┌─ INFORMATION PROVIDED

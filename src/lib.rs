// Feature Orchestrator Library - capability-aware feature delivery
// This exposes the core components for testing and integration

pub mod agents;
pub mod cache;
pub mod cli;
pub mod config;
pub mod context;
pub mod decomposer;
pub mod error;
pub mod external;
pub mod hooks;
pub mod observability;
pub mod scheduler;
pub mod telemetry;

// Re-export key types for easy access
pub use agents::{AgentRegistry, AssignmentLease, CapabilityTable, CapabilityWorker, Executor, Worker, WorkloadReport};
pub use cache::{CacheStats, TtlCache};
pub use config::OrchestratorConfig;
pub use context::OrchestrationContext;
pub use decomposer::{Decomposition, JobId, Task, TaskDecomposer, TaskType};
pub use error::{OrchestratorError, Result};
pub use hooks::{ConsensusValidator, HookInvocation, HookRunner, HookType, ReviewerPolicy};
pub use observability::{OperationTimer, RunMetrics};
pub use scheduler::{
    BatchScheduler, DelegatingOperation, FnOperation, Job, JobOperation, JobStatus, OperationKind, RunOptions,
    SchedulerReport, Strategy,
};
pub use telemetry::{create_scheduling_span, generate_correlation_id, init_telemetry};
use parking_lot::Mutex;
use serde::Serialize;
use std::collections::{BTreeMap, HashMap};
use std::sync::Arc;
use tracing::{debug, info, warn};

use super::capabilities::CapabilityTable;
use super::worker::Worker;
use crate::error::{OrchestratorError, Result};

/// Point-in-time view of worker load; idle workers are omitted
#[derive(Debug, Clone, Default, PartialEq, Eq, Serialize)]
pub struct WorkloadReport {
    pub loads: BTreeMap<String, u32>,
    pub total_load: u32,
    pub registered_workers: usize,
    pub active_jobs: usize,
}

struct WorkerSlot {
    worker: Arc<dyn Worker>,
    load: u32,
}

impl WorkerSlot {
    fn has_capacity(&self) -> bool {
        self.worker
            .max_concurrent()
            .map_or(true, |max| self.load < max)
    }
}

#[derive(Default)]
struct RegistryState {
    /// Registration order doubles as the tie-breaker for equal loads
    slots: Vec<WorkerSlot>,
    index: HashMap<String, usize>,
    assignments: HashMap<String, Vec<usize>>,
}

/// Tracks workers and their load; every mutation happens under one registry-wide lock
pub struct AgentRegistry {
    capabilities: CapabilityTable,
    state: Mutex<RegistryState>,
}

impl AgentRegistry {
    pub fn new(capabilities: CapabilityTable) -> Self {
        Self {
            capabilities,
            state: Mutex::new(RegistryState::default()),
        }
    }

    pub fn capabilities(&self) -> &CapabilityTable {
        &self.capabilities
    }

    pub fn register(&self, worker: Arc<dyn Worker>) -> Result<()> {
        let mut state = self.state.lock();
        let id = worker.id().to_string();
        if id.is_empty() {
            return Err(OrchestratorError::validation("worker id must not be empty"));
        }
        if state.index.contains_key(&id) {
            return Err(OrchestratorError::validation(format!(
                "worker '{id}' is already registered"
            )));
        }

        info!(worker_id = %id, capabilities = ?worker.capabilities(), "Worker registered");
        let position = state.slots.len();
        state.slots.push(WorkerSlot { worker, load: 0 });
        state.index.insert(id, position);
        Ok(())
    }

    /// Up to `n` qualifying workers, least loaded first, ties in registration order
    ///
    /// A worker qualifies when it satisfies every required tag and has spare
    /// capacity.
    pub fn select_least_loaded(&self, n: usize, required: &[String]) -> Result<Vec<Arc<dyn Worker>>> {
        let state = self.state.lock();
        self.select_in(&state, n, required)
    }

    fn select_in(&self, state: &RegistryState, n: usize, required: &[String]) -> Result<Vec<Arc<dyn Worker>>> {
        if state.slots.is_empty() {
            return Err(OrchestratorError::NotFound {
                kind: "worker",
                id: "any registered worker".to_string(),
            });
        }

        let capable: Vec<(usize, &WorkerSlot)> = state
            .slots
            .iter()
            .enumerate()
            .filter(|(_, slot)| {
                required
                    .iter()
                    .all(|tag| self.capabilities.satisfies(slot.worker.capabilities(), tag))
            })
            .collect();

        if capable.is_empty() {
            return Err(OrchestratorError::NotFound {
                kind: "capability",
                id: required.join(","),
            });
        }

        let mut available: Vec<(u32, usize, &WorkerSlot)> = capable
            .into_iter()
            .filter(|(_, slot)| slot.has_capacity())
            .map(|(order, slot)| (slot.load, order, slot))
            .collect();

        if available.is_empty() {
            return Err(OrchestratorError::NotFound {
                kind: "available worker",
                id: if required.is_empty() {
                    "any".to_string()
                } else {
                    required.join(",")
                },
            });
        }

        available.sort_by_key(|(load, order, _)| (*load, *order));
        Ok(available
            .into_iter()
            .take(n)
            .map(|(_, _, slot)| Arc::clone(&slot.worker))
            .collect())
    }

    /// Record `job_id` as holding `worker_ids`, incrementing each load once
    ///
    /// Every id is checked before any load changes, so a failed call leaves
    /// the registry untouched.
    pub fn assign(&self, job_id: &str, worker_ids: &[String]) -> Result<()> {
        let mut state = self.state.lock();
        Self::assign_in(&mut state, job_id, worker_ids)
    }

    fn assign_in(state: &mut RegistryState, job_id: &str, worker_ids: &[String]) -> Result<()> {
        if state.assignments.contains_key(job_id) {
            return Err(OrchestratorError::validation(format!(
                "job '{job_id}' already holds workers"
            )));
        }

        let mut positions: Vec<usize> = Vec::with_capacity(worker_ids.len());
        for id in worker_ids {
            let position = state
                .index
                .get(id)
                .copied()
                .ok_or_else(|| OrchestratorError::NotFound {
                    kind: "worker",
                    id: id.clone(),
                })?;
            if positions.contains(&position) {
                continue;
            }
            if !state.slots[position].has_capacity() {
                return Err(OrchestratorError::validation(format!(
                    "worker '{id}' is at capacity"
                )));
            }
            positions.push(position);
        }

        for &position in &positions {
            state.slots[position].load += 1;
        }
        debug!(job_id, workers = positions.len(), "Workers assigned");
        state.assignments.insert(job_id.to_string(), positions);
        Ok(())
    }

    /// Undo the assignment for `job_id`; a second call is a no-op
    pub fn release(&self, job_id: &str) -> Vec<String> {
        let mut state = self.state.lock();
        let Some(positions) = state.assignments.remove(job_id) else {
            return Vec::new();
        };

        let mut released = Vec::with_capacity(positions.len());
        for position in positions {
            let slot = &mut state.slots[position];
            if slot.load == 0 {
                warn!(job_id, worker_id = slot.worker.id(), "Release on idle worker");
            }
            slot.load = slot.load.saturating_sub(1);
            released.push(slot.worker.id().to_string());
        }
        debug!(job_id, workers = released.len(), "Workers released");
        released
    }

    /// Assign and hand back a guard that releases on drop
    pub fn lease(&self, job_id: &str, worker_ids: &[String]) -> Result<AssignmentLease<'_>> {
        self.assign(job_id, worker_ids)?;
        Ok(self.lease_for(job_id))
    }

    /// Select up to `n` least-loaded workers and assign them to `job_id` under one lock
    ///
    /// Concurrent callers always see each other's assignments, so two jobs
    /// never pick from the same stale loads.
    pub fn lease_least_loaded(
        &self,
        job_id: &str,
        n: usize,
        required: &[String],
    ) -> Result<(Vec<Arc<dyn Worker>>, AssignmentLease<'_>)> {
        let mut state = self.state.lock();
        let selected = self.select_in(&state, n, required)?;
        let worker_ids: Vec<String> = selected.iter().map(|w| w.id().to_string()).collect();
        Self::assign_in(&mut state, job_id, &worker_ids)?;
        drop(state);
        Ok((selected, self.lease_for(job_id)))
    }

    fn lease_for(&self, job_id: &str) -> AssignmentLease<'_> {
        AssignmentLease {
            registry: self,
            job_id: job_id.to_string(),
            released: false,
        }
    }

    pub fn workload_report(&self) -> WorkloadReport {
        let state = self.state.lock();
        let loads: BTreeMap<String, u32> = state
            .slots
            .iter()
            .filter(|slot| slot.load > 0)
            .map(|slot| (slot.worker.id().to_string(), slot.load))
            .collect();

        WorkloadReport {
            total_load: loads.values().sum(),
            loads,
            registered_workers: state.slots.len(),
            active_jobs: state.assignments.len(),
        }
    }

    pub fn load_of(&self, worker_id: &str) -> Option<u32> {
        let state = self.state.lock();
        state.index.get(worker_id).map(|&position| state.slots[position].load)
    }

    pub fn assignments_of(&self, job_id: &str) -> Vec<String> {
        let state = self.state.lock();
        state
            .assignments
            .get(job_id)
            .map(|positions| {
                positions
                    .iter()
                    .map(|&position| state.slots[position].worker.id().to_string())
                    .collect()
            })
            .unwrap_or_default()
    }

    pub fn worker(&self, worker_id: &str) -> Option<Arc<dyn Worker>> {
        let state = self.state.lock();
        state
            .index
            .get(worker_id)
            .map(|&position| Arc::clone(&state.slots[position].worker))
    }

    pub fn workers(&self) -> Vec<Arc<dyn Worker>> {
        self.state
            .lock()
            .slots
            .iter()
            .map(|slot| Arc::clone(&slot.worker))
            .collect()
    }

    pub fn len(&self) -> usize {
        self.state.lock().slots.len()
    }

    pub fn is_empty(&self) -> bool {
        self.len() == 0
    }
}

/// Held while a job owns workers; releases exactly once
pub struct AssignmentLease<'a> {
    registry: &'a AgentRegistry,
    job_id: String,
    released: bool,
}

impl std::fmt::Debug for AssignmentLease<'_> {
    fn fmt(&self, f: &mut std::fmt::Formatter<'_>) -> std::fmt::Result {
        f.debug_struct("AssignmentLease")
            .field("job_id", &self.job_id)
            .field("released", &self.released)
            .finish_non_exhaustive()
    }
}

impl AssignmentLease<'_> {
    pub fn job_id(&self) -> &str {
        &self.job_id
    }

    pub fn release(mut self) -> Vec<String> {
        self.released = true;
        self.registry.release(&self.job_id)
    }
}

impl Drop for AssignmentLease<'_> {
    fn drop(&mut self) {
        if !self.released {
            let released = self.registry.release(&self.job_id);
            debug!(job_id = %self.job_id, workers = released.len(), "Lease dropped, workers released");
        }
    }
}
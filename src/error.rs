use thiserror::Error;

/// Errors surfaced by the orchestration core.
///
/// Job-level failures (`Execution`, `NotFound` during assignment, `Timeout`) are
/// recovered by the scheduler and recorded in the run report. `Validation` and
/// configuration errors abort a run before any worker is touched.
#[derive(Debug, Error)]
pub enum OrchestratorError {
    #[error("Validation failed: {0}")]
    Validation(String),
    #[error("Unknown {kind}: {id}")]
    NotFound { kind: &'static str, id: String },
    #[error("Job {job_id} failed: {message}")]
    Execution { job_id: String, message: String },
    #[error("Hook {hook} failed: {message}")]
    Hook { hook: String, message: String },
    #[error("Hook {hook} not validated: {approvals}/{total} approvals below threshold {threshold:.2}")]
    ConsensusRejected {
        hook: String,
        approvals: usize,
        total: usize,
        threshold: f64,
    },
    #[error("Cache producer for {namespace}/{key} failed: {message}")]
    CacheProducer {
        namespace: String,
        key: String,
        message: String,
    },
    #[error("Job {job_id} timed out after {seconds}s")]
    Timeout { job_id: String, seconds: u64 },
    #[error("Configuration error: {0}")]
    Config(#[from] config::ConfigError),
    #[error("IO error: {0}")]
    Io(#[from] std::io::Error),
    #[error("Serialization error: {0}")]
    Serialization(#[from] serde_json::Error),
    #[error("TOML parse error: {0}")]
    TomlDe(#[from] toml::de::Error),
}

impl OrchestratorError {
    pub fn validation(message: impl Into<String>) -> Self {
        OrchestratorError::Validation(message.into())
    }

    pub fn execution(job_id: impl Into<String>, message: impl Into<String>) -> Self {
        OrchestratorError::Execution {
            job_id: job_id.into(),
            message: message.into(),
        }
    }

    /// Short stable tag used in reports and structured logs.
    pub fn kind(&self) -> &'static str {
        match self {
            OrchestratorError::Validation(_) => "validation",
            OrchestratorError::NotFound { .. } => "not_found",
            OrchestratorError::Execution { .. } => "execution",
            OrchestratorError::Hook { .. } => "hook",
            OrchestratorError::ConsensusRejected { .. } => "consensus",
            OrchestratorError::CacheProducer { .. } => "cache_producer",
            OrchestratorError::Timeout { .. } => "timeout",
            OrchestratorError::Config(_) => "config",
            OrchestratorError::Io(_) => "io",
            OrchestratorError::Serialization(_) | OrchestratorError::TomlDe(_) => "serialization",
        }
    }

    /// Whether the error must abort a whole run rather than a single job.
    pub fn is_fatal(&self) -> bool {
        matches!(
            self,
            OrchestratorError::Validation(_)
                | OrchestratorError::Config(_)
                | OrchestratorError::TomlDe(_)
        )
    }
}

pub type Result<T, E = OrchestratorError> = std::result::Result<T, E>;

#[cfg(test)]
mod tests {
    use super::*;

    #[test]
    fn test_error_kinds() {
        assert_eq!(OrchestratorError::validation("bad").kind(), "validation");
        assert_eq!(
            OrchestratorError::NotFound { kind: "worker", id: "w9".into() }.kind(),
            "not_found"
        );
        assert_eq!(OrchestratorError::execution("backend.1", "boom").kind(), "execution");
        assert_eq!(
            OrchestratorError::Timeout { job_id: "ai.2".into(), seconds: 5 }.kind(),
            "timeout"
        );
    }

    #[test]
    fn test_fatal_classification() {
        assert!(OrchestratorError::validation("bad strategy").is_fatal());
        assert!(!OrchestratorError::execution("frontend.1", "boom").is_fatal());
        assert!(!OrchestratorError::Hook { hook: "pre-push".into(), message: "exit 1".into() }.is_fatal());
    }

    #[test]
    fn test_display_messages() {
        let err = OrchestratorError::NotFound { kind: "worker", id: "agent042".into() };
        assert_eq!(err.to_string(), "Unknown worker: agent042");

        let err = OrchestratorError::ConsensusRejected {
            hook: "post-test".into(),
            approvals: 2,
            total: 3,
            threshold: 0.7,
        };
        assert_eq!(
            err.to_string(),
            "Hook post-test not validated: 2/3 approvals below threshold 0.70"
        );
    }
}
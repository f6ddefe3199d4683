use anyhow::Result;

use crate::cli::commands::with_context;
use crate::hooks::HookType;

pub struct HooksCommand {
    pub config: Option<String>,
}

impl HooksCommand {
    pub async fn execute(&self) -> Result<()> {
        let context = with_context(self.config.as_deref())?;
        let hooks = context.hooks();
        let bound = hooks.bindings();

        println!("🪝 Lifecycle points ({} bound)", bound.len());
        println!();
        for hook_type in HookType::ALL {
            let command = bound
                .iter()
                .find(|(t, _)| *t == hook_type)
                .map(|(_, command)| command.as_str());
            let gate = if hooks.is_gated(hook_type) { " 🔒" } else { "" };
            match command {
                Some(command) => println!("  ✅ {hook_type:<18}{gate} {command}"),
                None => println!("  ⬜ {hook_type:<18}{gate}"),
            }
        }
        println!();
        println!("🔒 = reviewer consensus required");
        Ok(())
    }
}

└─

- _YOUR INSTRUCTIONS_
Nothing but the lines holding the word "approvals" should be returned from the listing above.

- _RESULT_
    #[error("Hook {hook} not validated: {approvals}/{total} approvals below threshold {threshold:.2}")]
        approvals: usize,
            approvals: 2,
            "Hook post-test not validated: 2/3 approvals below threshold 0.70"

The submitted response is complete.